Preso atto dei provvedimenti adottati dal Governo per fare fronte alla grave emergenza sanitaria che ha colpito anche il nostro Paese e atteso l’avvio della “Fase 2”, il presidente Mauro Stefanini e il Consiglio direttivo dell’Angamc hanno così inviato una lettera nella quale, dopo aver evidenziato le attuali criticità del settore,  hanno formulato alcune proposte finalizzate a consentire una ripartenza del settore. I

n particolare, le proposte riguardano l’estensione dell’Art Bonus, l’applicazione dell’iva agevolata al 10% anche sulle fatture emesse da parte dell’intermediario all’acquirente, la riduzione dell’iva sulle importazioni e la sospensione, solo per l’annualità 2020, dei versamenti del diritto di seguito. Riportiamo nel dettaglio le misure agevolative richieste al Governo per aiutare le Gallerie d’arte a superare questo momento di emergenza.

Art Bonus

Al fine di sostenere gli artisti contemporanei si auspica l’estensione della pratica dell’Art Bonus relativamente all’acquisto di opere originali di artisti italiani viventi.

IVA | primo mercato

Le cessioni del primo mercato ovvero la prima cessione dell’opera effettuata direttamente dall’autore. In questo caso la differenza di aliquota applicata sulle fatture (il 10% su quella emessa dall’artista all’intermediario, il 22% su quella emessa dall’intermediario all’acquirente) oltre a ridurre il margine degli intermediari a discapito della concorrenza abbatte la neutralità dell’imposizione obbligando questi al versamento di un debito inesistente (considerando fisso il prezzo finale a cui il collezionista acquista l’opera).
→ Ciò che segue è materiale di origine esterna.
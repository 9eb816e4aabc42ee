//! # Observability & Tracing
//!
//! The [`setup_tracing`] function initializes structured logging with the `tracing` crate.
//!
//! ## What Gets Traced
//!
//! - **Actor Lifecycle**: startup (with revalidate interval and fallback mode), shutdown
//! - **Resolves**: id, applied version, whether the page was stale
//! - **Materializations**: start and completion with their `ticket`, discarded
//!   superseded results, failures
//!
//! ## Usage
//!
//! ```bash
//! RUST_LOG=info cargo run -- demo      # Compact logs
//! RUST_LOG=debug cargo run -- demo     # Every resolve and ticket
//! RUST_LOG=page_framework=debug cargo run -- demo
//! ```
//!
//! With `RUST_LOG=debug` a fallback followed by a materialization looks like:
//!
//! ```text
//! DEBUG Resolve before first materialization entity_type="PageViewModel" id=sku-1 blocking=false
//! DEBUG Materialization started entity_type="PageViewModel" id=sku-1 ticket=1
//! INFO Materialized entity_type="PageViewModel" id=sku-1 ticket=1 found=true
//! DEBUG Resolve entity_type="PageViewModel" id=sku-1 version=1 stale=false
//! ```

/// Initializes the tracing/logging infrastructure for the application.
///
/// Uses a compact format without module paths (`entity_type` already names the source)
/// and filters through the `RUST_LOG` environment variable.
pub fn setup_tracing() {
    tracing_subscriber::fmt()
        .with_env_filter(tracing_subscriber::EnvFilter::from_default_env())
        .with_target(false)
        .compact()
        .init();
}
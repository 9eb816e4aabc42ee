//! # Product Route
//!
//! The read-only route product pages are served under: `GET /products/{id}`.
//!
//! | Outcome | Status | Title |
//! |---------|--------|-------|
//! | page ready | 200 | `{name} \| Storefront` |
//! | page still building | 200 | `Loading...` |
//! | not in catalog | 404 | `Not found` |
//! | other path | 404 | `Not found` |
//! | method other than GET/HEAD | 405 | `Method not allowed` |

use crate::clients::PageService;
use crate::model::ProductId;
use crate::page::PageError;
use crate::view;
use page_framework::RenderState;
use thiserror::Error;
use tracing::{debug, instrument};

pub const PREFIX: &str = "/products/";

#[derive(Debug, Clone, PartialEq, Eq, Error)]
pub enum RouteError {
    #[error("method {0} not allowed")]
    MethodNotAllowed(String),

    #[error("no route for {0}")]
    NotFound(String),
}

impl RouteError {
    pub fn status(&self) -> u16 {
        match self {
            RouteError::MethodNotAllowed(_) => 405,
            RouteError::NotFound(_) => 404,
        }
    }
}

#[derive(Debug, Clone, PartialEq, Eq)]
pub struct Response {
    pub status: u16,
    pub title: String,
    pub body: String,
}

impl Response {
    fn new(status: u16, title: impl Into<String>, body: String) -> Self {
        Self {
            status,
            title: title.into(),
            body,
        }
    }

    fn not_found(path: &str) -> Self {
        Self::new(404, "Not found", view::render_not_found(path))
    }

    fn from_route_error(e: &RouteError, path: &str) -> Self {
        match e {
            RouteError::NotFound(_) => Self::not_found(path),
            RouteError::MethodNotAllowed(_) => {
                Self::new(e.status(), "Method not allowed", String::new())
            }
        }
    }
}

/// Extracts the product id from a request. Only GET and HEAD are routed.
pub fn parse(method: &str, path: &str) -> Result<ProductId, RouteError> {
    if !matches!(method, "GET" | "HEAD") {
        return Err(RouteError::MethodNotAllowed(method.to_string()));
    }

    let path = path.split(['?', '#']).next().unwrap_or_default();
    match path.strip_prefix(PREFIX) {
        Some(id) if !id.is_empty() && !id.contains('/') => Ok(ProductId::from(id)),
        _ => Err(RouteError::NotFound(path.to_string())),
    }
}

/// Serves one request through the page service.
///
/// Only actor communication failures are returned as errors; every page outcome,
/// including a catalog miss, becomes a [`Response`].
#[instrument(skip(pages))]
pub async fn handle(pages: &PageService, method: &str, path: &str) -> Result<Response, PageError> {
    let id = match parse(method, path) {
        Ok(id) => id,
        Err(e) => {
            debug!(error = %e, "Request not routed");
            return Ok(Response::from_route_error(&e, path));
        }
    };

    let mut response = match pages.page(id).await? {
        RenderState::Ready(page) => Response::new(200, view::page_title(&page), view::render_page(&page)),
        RenderState::Fallback => Response::new(200, "Loading...", view::render_fallback()),
        RenderState::NotFound => Response::not_found(path),
    };

    if method == "HEAD" {
        response.body.clear();
    }
    Ok(response)
}

#[cfg(test)]
mod tests {
    use super::*;

    #[test]
    fn test_parse() {
        assert_eq!(parse("GET", "/products/sku-1"), Ok(ProductId::from("sku-1")));
        assert_eq!(parse("HEAD", "/products/sku-1?ref=home"), Ok(ProductId::from("sku-1")));
        assert_eq!(
            parse("POST", "/products/sku-1"),
            Err(RouteError::MethodNotAllowed("POST".into()))
        );
        for path in ["/products/", "/products/a/b", "/cart", "/"] {
            assert!(matches!(parse("GET", path), Err(RouteError::NotFound(_))), "{path}");
        }
    }

    #[test]
    fn test_status_codes() {
        assert_eq!(RouteError::MethodNotAllowed("PUT".into()).status(), 405);
        assert_eq!(RouteError::NotFound("/x".into()).status(), 404);
    }
}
Si ritiene più corretta ed equa, pertanto, l’applicazione della medesima aliquota agevolata del 10% alle operazioni del primo mercato e quindi sia sulle fatture emesse dall’artista all’intermediario che su quella emessa dall’intermediario all’acquirente.

IVA | importazioni

L’aliquota IVA all’importazione per le opere d’arte è fissata al 5% nel Regno Unito e al 5,5% in Francia. Una differenza di 100% o quasi tra le aliquote domestiche e quelle degli Stati più competitivi per le opere destinate alla vendita in Europa da paesi terzi indebolisce la posizione concorrenziale degli operatori italiani.
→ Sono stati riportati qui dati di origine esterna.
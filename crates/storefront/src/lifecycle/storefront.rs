use crate::cart::{CartController, CartService, MemoryCart, Toaster};
use crate::catalog::{Catalog, CatalogError};
use crate::clients::PageService;
use crate::config::StorefrontConfig;
use crate::content::{ContentSource, FsContentSource};
use crate::model::ProductId;
use crate::page::{self, PageContext, PageError};
use crate::route::{self, Response};
use std::sync::Arc;
use std::time::Duration;
use tokio::task::JoinHandle;
use tracing::info;

/// Owns the page actor and the shared collaborators of the storefront.
pub struct Storefront {
    pub pages: PageService,
    pub cart: Arc<dyn CartService>,
    catalog: Arc<Catalog>,
    add_timeout: Option<Duration>,
    handle: JoinHandle<()>,
}

impl Storefront {
    /// Starts the page actor over `catalog` and `content`.
    pub fn new(
        catalog: Catalog,
        content: Arc<dyn ContentSource>,
        cart: Arc<dyn CartService>,
        config: &StorefrontConfig,
    ) -> Self {
        let catalog = Arc::new(catalog);
        let context = PageContext::new(catalog.clone(), content)
            .with_failure_policy(config.content.failure);

        let (actor, client) = page::new(config.pages.actor_config());
        let handle = tokio::spawn(actor.run(context));
        info!(products = catalog.len(), "Storefront started");

        Self {
            pages: PageService::new(client),
            cart,
            catalog,
            add_timeout: config.cart.add_timeout(),
            handle,
        }
    }

    /// Loads the catalog and the content directory named by `config`, with an in-memory cart.
    pub fn from_config(config: &StorefrontConfig) -> Result<Self, CatalogError> {
        let catalog = Catalog::load(&config.catalog.path)?;
        let content = Arc::new(FsContentSource::new(&config.content.root));
        Ok(Self::new(catalog, content, Arc::new(MemoryCart::new()), config))
    }

    pub fn catalog(&self) -> &Catalog {
        &self.catalog
    }

    /// Serves one request on the product route.
    pub async fn handle(&self, method: &str, path: &str) -> Result<Response, PageError> {
        route::handle(&self.pages, method, path).await
    }

    /// Mounts a cart controller for a catalog product.
    pub fn controller(&self, id: &ProductId, toaster: Arc<dyn Toaster>) -> Option<CartController> {
        let product = self.catalog.get(id)?.clone();
        Some(
            CartController::mount(product, self.cart.clone(), toaster)
                .with_add_timeout(self.add_timeout),
        )
    }

    /// Drops the page client and waits for the actor to stop.
    pub async fn shutdown(self) {
        info!("Shutting down storefront");
        drop(self.pages);
        let _ = self.handle.await;
        info!("Storefront stopped");
    }
}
Abbassamento dell’aliquota IVA sulle importazioni di opere d’arte dal 10% al 5%.

Applicazione dell’IVA ridotta sulle importazioni anche da parte soggetti non residenti che importano opere in Italia.

Diminuzione dell’IVA sulle cessioni da artisti, eredi e legatari al 5%.

Diritto di seguito

Il Diritto di seguito è stato al centro di una annosa questione sfociata alla fine in un vademecum SIAE che ha certamente risolto alcune interpretazioni lasciando però sul tavolo numerose problematiche irrisolte tra cui la disparità di trattamento tra galleria e case d’asta circa la possibilità di utilizzazione del regime IVA del margine.

In attesa del proseguimento dell’interlocuzione istituzionale necessaria per discutere di tali questioni si chiede, per il solo 2020, la sospensione dei versamenti del diritto di seguito.